* **PROVIDED DATA**
——————————
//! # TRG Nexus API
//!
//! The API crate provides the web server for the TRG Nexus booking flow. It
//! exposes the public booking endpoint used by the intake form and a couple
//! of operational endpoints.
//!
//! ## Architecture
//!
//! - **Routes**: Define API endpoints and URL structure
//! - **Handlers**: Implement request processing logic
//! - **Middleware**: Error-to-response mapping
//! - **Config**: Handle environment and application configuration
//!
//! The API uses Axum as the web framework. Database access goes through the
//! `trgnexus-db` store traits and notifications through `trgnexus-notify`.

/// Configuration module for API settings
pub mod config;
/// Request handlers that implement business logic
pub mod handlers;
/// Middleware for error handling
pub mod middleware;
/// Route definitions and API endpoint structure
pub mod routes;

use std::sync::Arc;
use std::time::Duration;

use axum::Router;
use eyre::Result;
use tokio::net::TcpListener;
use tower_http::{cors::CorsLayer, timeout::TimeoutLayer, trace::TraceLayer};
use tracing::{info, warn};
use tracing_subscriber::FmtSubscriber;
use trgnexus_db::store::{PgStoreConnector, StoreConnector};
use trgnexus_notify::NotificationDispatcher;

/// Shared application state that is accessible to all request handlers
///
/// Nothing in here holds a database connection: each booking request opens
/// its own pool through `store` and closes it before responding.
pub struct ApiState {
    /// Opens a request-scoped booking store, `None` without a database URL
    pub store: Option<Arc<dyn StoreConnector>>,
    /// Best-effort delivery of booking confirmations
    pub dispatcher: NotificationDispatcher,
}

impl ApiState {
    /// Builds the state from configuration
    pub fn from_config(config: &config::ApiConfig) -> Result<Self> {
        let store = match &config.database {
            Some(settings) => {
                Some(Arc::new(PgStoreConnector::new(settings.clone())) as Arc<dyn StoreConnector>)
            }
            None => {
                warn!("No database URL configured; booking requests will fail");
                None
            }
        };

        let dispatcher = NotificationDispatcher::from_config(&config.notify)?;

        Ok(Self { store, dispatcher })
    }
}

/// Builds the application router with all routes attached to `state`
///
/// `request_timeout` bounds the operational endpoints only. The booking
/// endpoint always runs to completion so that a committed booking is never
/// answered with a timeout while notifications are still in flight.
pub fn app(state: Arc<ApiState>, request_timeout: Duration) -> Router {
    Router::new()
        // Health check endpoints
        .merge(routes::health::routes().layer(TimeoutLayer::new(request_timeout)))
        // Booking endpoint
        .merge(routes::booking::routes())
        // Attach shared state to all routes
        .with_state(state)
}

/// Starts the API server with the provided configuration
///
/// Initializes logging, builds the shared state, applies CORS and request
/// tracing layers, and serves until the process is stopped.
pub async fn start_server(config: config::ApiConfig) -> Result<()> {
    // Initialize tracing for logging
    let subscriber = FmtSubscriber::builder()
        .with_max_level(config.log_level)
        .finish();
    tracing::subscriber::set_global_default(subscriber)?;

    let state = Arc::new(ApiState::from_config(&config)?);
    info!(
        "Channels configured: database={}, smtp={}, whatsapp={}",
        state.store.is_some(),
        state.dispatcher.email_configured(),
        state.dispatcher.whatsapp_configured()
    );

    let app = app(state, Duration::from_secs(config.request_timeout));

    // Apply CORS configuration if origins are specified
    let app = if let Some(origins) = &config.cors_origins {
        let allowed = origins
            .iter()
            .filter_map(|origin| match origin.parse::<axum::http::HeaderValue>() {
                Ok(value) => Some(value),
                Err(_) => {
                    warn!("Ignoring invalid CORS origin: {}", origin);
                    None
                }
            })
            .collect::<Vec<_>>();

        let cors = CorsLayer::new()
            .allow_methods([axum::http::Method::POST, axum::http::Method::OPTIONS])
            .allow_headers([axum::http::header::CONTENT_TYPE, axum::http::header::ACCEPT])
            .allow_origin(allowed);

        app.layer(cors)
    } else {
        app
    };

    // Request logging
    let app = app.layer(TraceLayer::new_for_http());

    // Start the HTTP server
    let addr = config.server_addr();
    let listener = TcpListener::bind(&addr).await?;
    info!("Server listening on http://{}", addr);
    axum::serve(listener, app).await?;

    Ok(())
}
——————————
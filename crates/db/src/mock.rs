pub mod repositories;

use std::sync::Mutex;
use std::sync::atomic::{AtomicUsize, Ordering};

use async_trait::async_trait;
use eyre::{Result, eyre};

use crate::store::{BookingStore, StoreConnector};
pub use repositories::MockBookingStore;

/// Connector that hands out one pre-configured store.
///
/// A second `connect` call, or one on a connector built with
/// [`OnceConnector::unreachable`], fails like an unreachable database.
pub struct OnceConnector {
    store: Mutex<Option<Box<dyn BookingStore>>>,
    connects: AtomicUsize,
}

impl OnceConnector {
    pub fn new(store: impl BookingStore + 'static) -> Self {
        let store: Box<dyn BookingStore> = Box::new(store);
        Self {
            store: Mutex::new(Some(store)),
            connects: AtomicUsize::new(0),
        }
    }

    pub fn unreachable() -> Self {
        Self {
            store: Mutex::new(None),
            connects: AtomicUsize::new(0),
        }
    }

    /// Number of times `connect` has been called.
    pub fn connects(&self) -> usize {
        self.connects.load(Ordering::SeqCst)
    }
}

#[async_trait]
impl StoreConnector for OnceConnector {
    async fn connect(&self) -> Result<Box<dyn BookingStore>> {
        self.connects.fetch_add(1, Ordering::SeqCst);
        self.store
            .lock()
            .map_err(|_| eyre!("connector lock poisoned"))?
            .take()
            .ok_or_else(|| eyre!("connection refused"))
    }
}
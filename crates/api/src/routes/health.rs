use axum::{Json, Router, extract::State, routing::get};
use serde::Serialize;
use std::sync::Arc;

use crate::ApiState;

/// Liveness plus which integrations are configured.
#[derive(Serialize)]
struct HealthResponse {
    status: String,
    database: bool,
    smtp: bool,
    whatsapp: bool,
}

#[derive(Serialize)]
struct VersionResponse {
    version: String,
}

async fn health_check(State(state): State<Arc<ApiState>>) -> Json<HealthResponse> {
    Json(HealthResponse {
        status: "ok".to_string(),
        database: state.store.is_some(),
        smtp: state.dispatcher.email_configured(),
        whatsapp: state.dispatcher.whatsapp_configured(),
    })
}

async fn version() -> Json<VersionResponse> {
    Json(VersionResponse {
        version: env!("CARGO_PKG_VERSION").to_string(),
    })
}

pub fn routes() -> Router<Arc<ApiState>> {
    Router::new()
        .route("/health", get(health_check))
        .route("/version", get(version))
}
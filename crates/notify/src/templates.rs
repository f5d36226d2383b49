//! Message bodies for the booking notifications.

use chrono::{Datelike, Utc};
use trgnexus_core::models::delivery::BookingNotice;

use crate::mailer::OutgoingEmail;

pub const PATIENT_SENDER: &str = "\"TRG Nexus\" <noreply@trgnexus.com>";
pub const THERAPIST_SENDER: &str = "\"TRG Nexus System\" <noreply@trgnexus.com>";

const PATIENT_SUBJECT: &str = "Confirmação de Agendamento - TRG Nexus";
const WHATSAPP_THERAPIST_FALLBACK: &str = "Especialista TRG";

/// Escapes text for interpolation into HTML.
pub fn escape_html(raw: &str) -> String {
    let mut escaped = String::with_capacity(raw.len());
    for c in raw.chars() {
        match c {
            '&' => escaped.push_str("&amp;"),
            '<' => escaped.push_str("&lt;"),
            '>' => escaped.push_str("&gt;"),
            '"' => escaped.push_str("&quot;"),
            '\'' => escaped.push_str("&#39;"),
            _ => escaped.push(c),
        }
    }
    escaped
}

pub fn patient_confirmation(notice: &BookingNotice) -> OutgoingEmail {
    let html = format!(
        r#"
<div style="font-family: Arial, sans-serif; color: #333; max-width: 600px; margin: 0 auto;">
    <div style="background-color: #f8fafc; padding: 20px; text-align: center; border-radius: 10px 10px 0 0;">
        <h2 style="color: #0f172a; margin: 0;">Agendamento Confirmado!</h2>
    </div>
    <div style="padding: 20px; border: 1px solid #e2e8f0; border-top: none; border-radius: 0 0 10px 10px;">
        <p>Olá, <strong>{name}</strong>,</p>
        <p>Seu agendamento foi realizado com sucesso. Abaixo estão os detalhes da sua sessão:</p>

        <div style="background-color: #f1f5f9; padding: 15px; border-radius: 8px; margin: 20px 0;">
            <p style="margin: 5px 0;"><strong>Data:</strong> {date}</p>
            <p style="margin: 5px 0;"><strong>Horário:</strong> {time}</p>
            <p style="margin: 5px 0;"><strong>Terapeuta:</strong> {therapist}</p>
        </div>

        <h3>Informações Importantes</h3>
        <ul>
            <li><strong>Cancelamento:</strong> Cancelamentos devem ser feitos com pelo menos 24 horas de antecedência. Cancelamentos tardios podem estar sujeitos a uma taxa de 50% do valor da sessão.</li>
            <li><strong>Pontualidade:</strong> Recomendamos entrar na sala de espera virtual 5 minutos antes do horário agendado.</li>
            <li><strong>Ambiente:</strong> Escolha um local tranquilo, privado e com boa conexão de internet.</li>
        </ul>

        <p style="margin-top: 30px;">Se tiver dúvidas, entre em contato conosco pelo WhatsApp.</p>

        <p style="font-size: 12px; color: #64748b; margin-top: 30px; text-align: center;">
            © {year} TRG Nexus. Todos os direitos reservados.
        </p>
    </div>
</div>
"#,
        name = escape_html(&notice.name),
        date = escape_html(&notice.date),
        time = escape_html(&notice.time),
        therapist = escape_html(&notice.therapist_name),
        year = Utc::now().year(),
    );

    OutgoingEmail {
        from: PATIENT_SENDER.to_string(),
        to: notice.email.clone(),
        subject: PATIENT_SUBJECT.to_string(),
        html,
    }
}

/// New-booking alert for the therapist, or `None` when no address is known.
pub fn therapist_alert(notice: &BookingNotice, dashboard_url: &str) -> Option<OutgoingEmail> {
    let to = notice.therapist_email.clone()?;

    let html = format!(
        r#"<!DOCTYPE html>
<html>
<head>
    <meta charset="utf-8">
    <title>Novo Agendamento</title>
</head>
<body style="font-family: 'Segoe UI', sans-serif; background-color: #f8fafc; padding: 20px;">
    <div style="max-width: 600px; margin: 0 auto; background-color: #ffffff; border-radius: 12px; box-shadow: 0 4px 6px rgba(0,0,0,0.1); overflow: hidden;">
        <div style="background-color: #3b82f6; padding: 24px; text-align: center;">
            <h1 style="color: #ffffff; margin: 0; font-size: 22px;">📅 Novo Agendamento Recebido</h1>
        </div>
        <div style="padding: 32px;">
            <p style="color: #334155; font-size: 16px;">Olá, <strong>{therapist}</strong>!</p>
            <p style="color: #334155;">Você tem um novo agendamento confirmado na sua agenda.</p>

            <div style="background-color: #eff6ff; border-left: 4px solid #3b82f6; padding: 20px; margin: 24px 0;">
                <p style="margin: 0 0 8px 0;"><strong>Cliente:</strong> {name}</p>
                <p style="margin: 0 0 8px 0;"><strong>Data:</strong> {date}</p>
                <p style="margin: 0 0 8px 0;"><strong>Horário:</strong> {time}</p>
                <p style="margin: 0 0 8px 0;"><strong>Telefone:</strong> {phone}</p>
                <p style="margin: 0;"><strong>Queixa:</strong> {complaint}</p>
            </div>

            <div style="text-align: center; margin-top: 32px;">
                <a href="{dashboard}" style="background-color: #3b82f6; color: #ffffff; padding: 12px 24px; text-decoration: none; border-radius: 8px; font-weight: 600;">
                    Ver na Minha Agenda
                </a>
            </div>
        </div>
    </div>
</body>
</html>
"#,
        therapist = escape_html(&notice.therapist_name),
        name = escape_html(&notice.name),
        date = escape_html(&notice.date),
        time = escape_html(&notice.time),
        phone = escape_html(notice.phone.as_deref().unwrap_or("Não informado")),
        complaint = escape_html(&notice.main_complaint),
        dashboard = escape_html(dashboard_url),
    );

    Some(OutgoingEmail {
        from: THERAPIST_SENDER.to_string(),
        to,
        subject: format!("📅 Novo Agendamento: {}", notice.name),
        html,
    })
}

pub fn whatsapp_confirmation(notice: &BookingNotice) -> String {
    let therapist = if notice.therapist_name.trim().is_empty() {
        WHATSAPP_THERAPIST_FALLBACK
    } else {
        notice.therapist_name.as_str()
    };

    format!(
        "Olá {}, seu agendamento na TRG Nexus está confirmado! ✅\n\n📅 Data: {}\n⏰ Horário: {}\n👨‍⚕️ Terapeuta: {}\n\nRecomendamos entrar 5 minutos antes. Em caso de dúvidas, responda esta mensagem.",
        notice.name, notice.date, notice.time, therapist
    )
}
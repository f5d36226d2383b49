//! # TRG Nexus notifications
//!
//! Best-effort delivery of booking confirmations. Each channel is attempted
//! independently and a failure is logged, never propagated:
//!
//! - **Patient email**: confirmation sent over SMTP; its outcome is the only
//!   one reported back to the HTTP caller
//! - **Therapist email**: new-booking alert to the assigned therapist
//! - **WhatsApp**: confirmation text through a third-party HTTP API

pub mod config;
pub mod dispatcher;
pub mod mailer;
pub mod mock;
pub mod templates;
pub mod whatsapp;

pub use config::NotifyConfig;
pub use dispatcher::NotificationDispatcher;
——————————
* **TRY IT**
Among the records above, only the lines between the line holding "TRG Nexus API" and the line holding "state from configuration", inclusive, are to be output, exactly as written.

* **COMPLETED EXERCISE**
//! # TRG Nexus API
//!
//! The API crate provides the web server for the TRG Nexus booking flow. It
//! exposes the public booking endpoint used by the intake form and a couple
//! of operational endpoints.
//!
//! ## Architecture
//!
//! - **Routes**: Define API endpoints and URL structure
//! - **Handlers**: Implement request processing logic
//! - **Middleware**: Error-to-response mapping
//! - **Config**: Handle environment and application configuration
//!
//! The API uses Axum as the web framework. Database access goes through the
//! `trgnexus-db` store traits and notifications through `trgnexus-notify`.

/// Configuration module for API settings
pub mod config;
/// Request handlers that implement business logic
pub mod handlers;
/// Middleware for error handling
pub mod middleware;
/// Route definitions and API endpoint structure
pub mod routes;

use std::sync::Arc;
use std::time::Duration;

use axum::Router;
use eyre::Result;
use tokio::net::TcpListener;
use tower_http::{cors::CorsLayer, timeout::TimeoutLayer, trace::TraceLayer};
use tracing::{info, warn};
use tracing_subscriber::FmtSubscriber;
use trgnexus_db::store::{PgStoreConnector, StoreConnector};
use trgnexus_notify::NotificationDispatcher;

/// Shared application state that is accessible to all request handlers
///
/// Nothing in here holds a database connection: each booking request opens
/// its own pool through `store` and closes it before responding.
pub struct ApiState {
    /// Opens a request-scoped booking store, `None` without a database URL
    pub store: Option<Arc<dyn StoreConnector>>,
    /// Best-effort delivery of booking confirmations
    pub dispatcher: NotificationDispatcher,
}

impl ApiState {
    /// Builds the state from configuration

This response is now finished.